Frustrated with Big Company's 401k retirement plan

Unlike other big, large, international corporations, I had the luck to choose an employer who runs it's 401k plan through a well known retail (non-discount) brokerage (AKA "Big Brokerage").

What does this mean? Well anyone will recognize the broker's brand name.
It also means our accounts will be laden with unnecessary fees, expenses, etc....

Yesterday I called the customer service group at our retirement plan administrator (the big fat brokerage) and asked them a few questions:

1. Q: Why is it so difficult to find the expense ratios for our investment options?
A: No one asks. Your the first person in three weeks.

2. Q: Well what are the expense ratios?
A: I don't know.

3. Q: What do you mean you don't know, isn't the expense ratio an important factor in determining the return?
A: No one ever asked.

4. Q: Do you have a table listing the expense ratios on the self-service website?
A: No, but you can search through the prospecti on-line and find it in there.

5. Q: I tried and found less than half of the prospecti available on line, what can I do, I'd like to make my decisions very soon?
A: Oh, I can help here, let me mail them to you.

6. Q: Are there loads or fees with associated with any of these funds beyond expense ratios?
A: No, your firm pays them for you. It's a benefit.

7. Q: Do they pay the expense ratios, too?
A: No, you pay that, expenses are not a benefit.

8. Q: You know, it seems like Big Brokerage really doesn't want me to know the expense ratios..
A: Oh, I wouldn't say that - no one ever asks - we would never try to hide expense information from a client. Besides, we don't have the ability to put expense information on the self-service website!

[thunk, thunk - makingourway is banging his head on his desk - why do all the discount brokers, morningstar, etc... put the expense ratios on-line in simple convenient charts - you'd figure a full-fee non-discount Big Broker would have enough fees to afford to do it!]

I am now convinced that Big Broker does not want it's customers to know it's fees. Such knowledge would diminish their income. Better to leave the poor suckers happy and ignorant.

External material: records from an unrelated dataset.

//! # lib_realtime
//!
//! Client-side real-time layer for the expert marketplace: a single
//! authenticated event-stream connection per session, a closed-set event
//! dispatcher, a bounded notification buffer, and a cursor-based incremental
//! loader used by every infinite-scroll list.
//!
//! Modules are gated by cargo features so binaries can pull in only what
//! they need (`configs`, `loggers`, `realtime`, `loaders`, `retrieve`,
//! `relay`).

#![forbid(unsafe_code)]
#![warn(rust_2018_idioms, unused_qualifications)]

/// JSON-file configuration with layered overrides.
#[cfg(feature = "configs")]
pub mod configs;

/// fern-based console/file logging.
#[cfg(feature = "loggers")]
pub mod loggers;

/// Connection manager, event dispatcher and notification buffer.
#[cfg(feature = "realtime")]
pub mod core;

/// Cursor-based incremental loading.
#[cfg(feature = "loaders")]
pub mod loaders;

/// HTTP client and REST page source.
#[cfg(feature = "retrieve")]
pub mod retrieve;

/// Development relay server for the event-stream protocol.
#[cfg(feature = "relay")]
pub mod relay;

// Re-export the types most callers reach for.
#[cfg(feature = "configs")]
pub use crate::configs::RealtimeConfig;
#[cfg(feature = "realtime")]
pub use crate::core::{ConnectionManager, ConnectionState, Notification, NotificationKind, UserRole};
#[cfg(feature = "loaders")]
pub use crate::loaders::{IncrementalLoader, LoadOutcome, PageSource, SentinelObserver};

I'm too new to start shaking things up regarding this matter, but I really resent the arrogance Big Brokerage treats it's customers. We're not fools.

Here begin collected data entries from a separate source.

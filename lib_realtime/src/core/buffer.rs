use std::collections::VecDeque;
use std::sync::{Mutex, MutexGuard};

use crate::core::notification::Notification;

/// Bounded, newest-first notification store.
///
/// `push` prepends and drops the oldest entries beyond `capacity`. There is
/// no removal by id and no deduplication: the same event delivered twice is
/// stored twice.
pub struct NotificationBuffer {
    capacity: usize,
    entries: Mutex<VecDeque<Notification>>,
}

impl NotificationBuffer {
    pub fn new(capacity: usize) -> Self {
        let capacity = capacity.max(1);
        Self {
            capacity,
            entries: Mutex::new(VecDeque::with_capacity(capacity)),
        }
    }

    pub fn push(&self, notification: Notification) {
        let mut entries = self.lock();
        entries.push_front(notification);
        entries.truncate(self.capacity);
    }

    pub fn clear(&self) {
        self.lock().clear();
    }

    /// Newest-first copy of the current contents.
    pub fn snapshot(&self) -> Vec<Notification> {
        self.lock().iter().cloned().collect()
    }

    pub fn len(&self) -> usize {
        self.lock().len()
    }

    pub fn is_empty(&self) -> bool {
        self.lock().is_empty()
    }

    pub fn capacity(&self) -> usize {
        self.capacity
    }

    fn lock(&self) -> MutexGuard<'_, VecDeque<Notification>> {
        // Entries are plain data; a panic elsewhere cannot leave them half-written.
        self.entries.lock().unwrap_or_else(|poisoned| poisoned.into_inner())
    }
}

It's too bad it would take a law allow direct trustee to trustee transfer of 401k plan assets without requiring the closure or end of participation in your employer's 401k plan. Apparently only Simple IRAs allow such an action.

Why doesn't the consumer union take up the challenge? This would be a meaningful benefit for PIRG's to take on - rather than foolish self-serving class warfare rhetoric - everyone would benefit from it.

Regards,
makingourway

4 comments:

fin_indie said...

Mind disclosing who Big Brokerage is? :P

RetiringEarly.com

Armen said...

Most recent annual survey from the Profit Sharing 401k Council of America (PSCA) reflects growing participation in automated 401k deferrals. It shows that last year along six million participants were added in around 51 profit sharing plan. Also, the average deferrals were 5.4% for average compensated participants.
Appears at 401K Tips

StealthBucks said...

All unacceptable answers from "Big Brokerage" They are legally obligated to provide and no employer "pays the loads" They may be waived and often are due to the size of your plan. You need to hit the HR department up with this stuff. This industry is hyper competitive and a lot of "big brokerage firms" charge less than the market leader and provide kick butt service. You should demand the same regardless of the size of your companies plan.... Never tolerate b.s. Confirm all this with your Financial Advisor.

Anonymous said...

Probably it is Merrill Lynch? If these are standard ML funds (now Blackrock funds) you should be able to get the info on expense ratios off of Yahoo. It is pretty amazing that they aren't more helpful in that regard. But I don't expect much now from big banks and brokerages after our experience with Citibank.